* _Data listing_:
......

//! The authorization server: grant issuance, link sharing and guarded reads.

use std::sync::Arc;
use std::time::Duration;

use shlink_capabilities::{AccessTokenStore, DEFAULT_TOKEN_TTL_SECS};
use shlink_config::Config;
use shlink_core::{
    AccessType, ClientIdentity, PackageNamespace, RarItem, SharedClock, SystemClock,
};
use shlink_crypto::KeyThumbprint;
use shlink_policy::{
    DEFAULT_PIN_LOCKOUT_THRESHOLD, LinkRegistry, LinkTerms,
    PolicyContext, PolicyEngine, claimed_link_ids,
};
use shlink_telemetry::RequestContext;
use tokio::task::JoinHandle;
use tracing::{Instrument, debug, info, warn};

use crate::auth::{DEFAULT_FRESHNESS_WINDOW_SECS, RequestAuthenticator};
use crate::config_bridge;
use crate::error::{GatewayError, GatewayResult};
use crate::protocol::{GrantRequest, GrantResponse, PolicyRequest, PolicyResponse};
use crate::request::{InboundRequest, Response};
use crate::resources::ResourceProvider;
use crate::routes::Route;

/// Default interval between expired-token sweeps.
pub const DEFAULT_SWEEP_INTERVAL: Duration = Duration::from_secs(60);

/// Settings the server runs with.
#[derive(Debug, Clone, PartialEq, Eq)]
pub struct ServerSettings {
    /// Base URL clients sign against, without a trailing slash.
    pub public_url: String,
    /// Lifetime of issued tokens.
    pub token_ttl_secs: i64,
    /// Allowed distance between a request's `created` and now.
    pub freshness_window_secs: i64,
    /// Consecutive wrong PINs that deactivate a link.
    pub pin_lockout_threshold: u32,
    /// Largest claim limit a policy may set; uncapped when `None`.
    pub max_claim_limit: Option<u32>,
    /// Interval of the task started by [`AuthorizationServer::spawn_token_sweeper`].
    pub sweep_interval: Duration,
}

impl ServerSettings {
    /// Default settings served at `public_url`.
    #[must_use]
    pub fn new(public_url: impl Into<String>) -> Self {
        Self {
            public_url: public_url.into(),
            ..Self::default()
        }
    }
}

impl Default for ServerSettings {
    fn default() -> Self {
        Self {
            public_url: "http://localhost:3000".to_owned(),
            token_ttl_secs: DEFAULT_TOKEN_TTL_SECS,
            freshness_window_secs: DEFAULT_FRESHNESS_WINDOW_SECS,
            pin_lockout_threshold: DEFAULT_PIN_LOCKOUT_THRESHOLD,
            max_claim_limit: None,
            sweep_interval: DEFAULT_SWEEP_INTERVAL,
        }
    }
}

/// Serves `POST /gnap`, `PUT .../policy` and `GET .../data/{file}`.
///
/// Link mutations are serialized per link id: a grant holds the locks of
/// every link it claims until its token is stored, and a policy
/// replacement holds its link's lock across the replacement and the
/// revocation of tokens claimed under the old policy.
pub struct AuthorizationServer {
    settings: ServerSettings,
    tokens: Arc<AccessTokenStore>,
    links: Arc<LinkRegistry>,
    engine: PolicyEngine,
    authenticator: RequestAuthenticator,
    resources: Arc<dyn ResourceProvider>,
}

impl AuthorizationServer {
    /// In-memory server on the system clock.
    #[must_use]
    pub fn new(settings: ServerSettings, resources: Arc<dyn ResourceProvider>) -> Self {
        Self::with_clock(settings, resources, SystemClock::shared())
    }

    /// In-memory server on `clock`.
    #[must_use]
    pub fn with_clock(
        settings: ServerSettings,
        resources: Arc<dyn ResourceProvider>,
        clock: SharedClock,
    ) -> Self {
        let tokens = Arc::new(
            AccessTokenStore::in_memory()
                .with_clock(Arc::clone(&clock))
                .with_ttl(settings.token_ttl_secs),
        );
        let links = Arc::new(
            LinkRegistry::in_memory()
                .with_lockout_threshold(settings.pin_lockout_threshold)
                .with_max_claim_limit(settings.max_claim_limit),
        );
        let authenticator = RequestAuthenticator::new(Arc::clone(&tokens), clock)
            .with_freshness_window(settings.freshness_window_secs);

        Self {
            settings,
            tokens,
            links,
            engine: PolicyEngine::new(),
            authenticator,
            resources,
        }
    }

    /// Server configured from a loaded [`Config`].
    ///
    /// # Errors
    ///
    /// Returns [`GatewayError::Config`] if the config cannot be converted.
    pub fn from_config(cfg: &Config, resources: Arc<dyn ResourceProvider>) -> GatewayResult<Self> {
        Ok(Self::new(config_bridge::from_config(cfg)?, resources))
    }

    /// The server settings.
    #[must_use]
    pub fn settings(&self) -> &ServerSettings {
        &self.settings
    }

    /// The access token store.
    #[must_use]
    pub fn tokens(&self) -> &Arc<AccessTokenStore> {
        &self.tokens
    }

    /// The link registry.
    #[must_use]
    pub fn links(&self) -> &Arc<LinkRegistry> {
        &self.links
    }

    /// The request authenticator.
    #[must_use]
    pub fn authenticator(&self) -> &RequestAuthenticator {
        &self.authenticator
    }

    /// `POST /gnap`: authenticate, evaluate every requested item, issue one token.
    ///
    /// # Errors
    ///
    /// Authentication failures, a malformed grant request, or
    /// [`GatewayError::ClaimRejected`] when claims were refused and nothing
    /// at all was granted.
    pub async fn request_grant(&self, request: &InboundRequest) -> GatewayResult<GrantResponse> {
        let auth = self.authenticator.authenticate(request)?;
        let grant: GrantRequest = auth.parse_payload()?;
        self.issue(&auth.client, &grant).await
    }

    /// Evaluate `grant` for an already authenticated `client` and issue a token.
    ///
    /// # Errors
    ///
    /// As [`request_grant`](Self::request_grant), minus authentication.
    pub async fn issue(
        &self,
        client: &ClientIdentity,
        grant: &GrantRequest,
    ) -> GatewayResult<GrantResponse> {
        let items = &grant.access_token.access;
        let _guards = self.links.lock_many(claimed_link_ids(items)).await;

        let ctx = PolicyContext {
            client,
            pin: grant.pin(),
            public_url: &self.settings.public_url,
            registry: &self.links,
        };
        let outcome = self.engine.evaluate(items, &ctx)?;

        for rejection in &outcome.rejections {
            warn!(client = %client.key_id(), reason = %rejection, "Claim rejected");
        }
        if outcome.is_empty() && !outcome.rejections.is_empty() {
            return Err(GatewayError::ClaimRejected {
                reasons: outcome.rejections,
            });
        }

        let token = self.tokens.save(
            outcome.granted_access,
            outcome.enabling_policies,
            client.clone(),
        )?;
        Ok(GrantResponse::from(&token))
    }

    /// `PUT .../{package}/policy`: replace a link's terms and revoke every
    /// token claimed under the previous terms.
    ///
    /// # Errors
    ///
    /// Authentication failures, a token without `share` on this exact URL,
    /// locations outside the package's data directory, or invalid terms.
    pub async fn put_policy(&self, request: &InboundRequest) -> GatewayResult<PolicyResponse> {
        let Some(Route::Policy { owner, package_id }) =
            Route::resolve(&self.settings.public_url, &request.method, &request.url)
        else {
            return Err(not_found(request));
        };

        let auth = self.authenticator.authenticate(request)?;
        auth.authorize(AccessType::Share, &request.url)?;
        let body: PolicyRequest = auth.parse_payload()?;

        let owner = KeyThumbprint::from(owner);
        let namespace = PackageNamespace::new(&self.settings.public_url, &owner, &package_id);
        if body.locations.is_empty() {
            return Err(GatewayError::BadRequest(
                "a policy must list at least one location".to_owned(),
            ));
        }
        if let Some(outside) = body.locations.iter().find(|l| !namespace.contains_file(l)) {
            return Err(GatewayError::LocationOutsidePackage {
                location: outside.clone(),
                package_id,
            });
        }

        let _guard = self.links.lock(&package_id).await;

        // Packages made by `initialize` are already bound to their creator;
        // an id an owner picked itself is bound by its first policy.
        if !self.links.bind_owner(&package_id, &owner)? {
            return Err(GatewayError::ForeignPackage { package_id });
        }

        let terms = LinkTerms {
            pin: body.pin,
            claim_limit: body.claim_limit,
            granted_access: vec![RarItem::read(body.locations)],
        };
        self.links.put(&package_id, terms)?;
        let revoked = self.tokens.revoke_by_package(&package_id)?;

        info!(
            package = %package_id,
            owner = %auth.client.key_id(),
            revoked,
            "Link policy replaced"
        );
        Ok(PolicyResponse::new(&self.settings.public_url, package_id))
    }

    /// `GET .../data/{file}`: check the token covers this exact URL, then
    /// ask the resource provider.
    ///
    /// # Errors
    ///
    /// Authentication failures, gate denials, or provider errors.
    pub async fn fetch_resource(&self, request: &InboundRequest) -> GatewayResult<serde_json::Value> {
        let Some(Route::Data { file, .. }) =
            Route::resolve(&self.settings.public_url, &request.method, &request.url)
        else {
            return Err(not_found(request));
        };

        let auth = self.authenticator.authenticate(request)?;
        let token = auth.authorize(AccessType::Read, &request.url)?;
        debug!(token = %token.fingerprint(), location = %request.url, "Read authorized");

        self.resources.fetch(&request.url, &file).await
    }

    /// Dispatch `request` to its operation and render the result.
    pub async fn handle(&self, request: &InboundRequest) -> Response {
        let route = Route::resolve(&self.settings.public_url, &request.method, &request.url);
        let path = request
            .url
            .strip_prefix(&self.settings.public_url)
            .unwrap_or(&request.url);
        let mut context = RequestContext::new("gateway", request.method.as_str(), path);
        if let Some(route) = &route {
            context = context.routed_to(route.operation());
        }
        let span = context.span();

        let result = async {
            match route {
                Some(Route::Grant) => self.request_grant(request).await.and_then(|r| to_json(&r)),
                Some(Route::Policy { .. }) => {
                    self.put_policy(request).await.and_then(|r| to_json(&r))
                },
                Some(Route::Data { .. }) => self.fetch_resource(request).await,
                None => Err(not_found(request)),
            }
        }
        .instrument(span.clone())
        .await;

        let response = match result {
            Ok(body) => Response::ok(body),
            Err(e) => {
                span.in_scope(|| info!(status = e.status(), error = %e, "Request failed"));
                Response::error(&e)
            },
        };
        span.in_scope(|| context.finish(response.status));
        response
    }

    /// Delete expired tokens. Returns how many were removed.
    ///
    /// # Errors
    ///
    /// Returns an error if the token store fails.
    pub fn sweep_expired(&self) -> GatewayResult<usize> {
        Ok(self.tokens.cleanup_expired()?)
    }

    /// Sweep expired tokens every `settings.sweep_interval` until the task
    /// is aborted.
    #[must_use]
    pub fn spawn_token_sweeper(server: Arc<Self>) -> JoinHandle<()> {
        tokio::spawn(async move {
            let mut interval = tokio::time::interval(server.settings.sweep_interval);
            interval.set_missed_tick_behavior(tokio::time::MissedTickBehavior::Delay);
            loop {
                interval.tick().await;
                match server.sweep_expired() {
                    Ok(0) => {},
                    Ok(removed) => debug!(removed, "Swept expired tokens"),
                    Err(e) => warn!(error = %e, "Token sweep failed"),
                }
            }
        })
    }
}

impl std::fmt::Debug for AuthorizationServer {
    fn fmt(&self, f: &mut std::fmt::Formatter<'_>) -> std::fmt::Result {
        f.debug_struct("AuthorizationServer")
            .field("settings", &self.settings)
            .field("tokens", &self.tokens.len())
            .field("links", &self.links.len())
            .finish_non_exhaustive()
    }
}

fn not_found(request: &InboundRequest) -> GatewayError {
    GatewayError::NotFound {
        method: request.method.clone(),
        url: request.url.clone(),
    }
}

fn to_json<T: serde::Serialize>(value: &T) -> GatewayResult<serde_json::Value> {
    serde_json::to_value(value).map_err(|e| GatewayError::Resource(e.to_string()))
}

#[cfg(test)]
#[path = "server_tests.rs"]
mod tests;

......

* _Work order_:
Repeat exactly, and only, the run of lines from the start of the material above through the line that holds "between expired-token sweeps.".

* _Written solution_:
//! The authorization server: grant issuance, link sharing and guarded reads.

use std::sync::Arc;
use std::time::Duration;

use shlink_capabilities::{AccessTokenStore, DEFAULT_TOKEN_TTL_SECS};
use shlink_config::Config;
use shlink_core::{
    AccessType, ClientIdentity, PackageNamespace, RarItem, SharedClock, SystemClock,
};
use shlink_crypto::KeyThumbprint;
use shlink_policy::{
    DEFAULT_PIN_LOCKOUT_THRESHOLD, LinkRegistry, LinkTerms,
    PolicyContext, PolicyEngine, claimed_link_ids,
};
use shlink_telemetry::RequestContext;
use tokio::task::JoinHandle;
use tracing::{Instrument, debug, info, warn};

use crate::auth::{DEFAULT_FRESHNESS_WINDOW_SECS, RequestAuthenticator};
use crate::config_bridge;
use crate::error::{GatewayError, GatewayResult};
use crate::protocol::{GrantRequest, GrantResponse, PolicyRequest, PolicyResponse};
use crate::request::{InboundRequest, Response};
use crate::resources::ResourceProvider;
use crate::routes::Route;

/// Default interval between expired-token sweeps.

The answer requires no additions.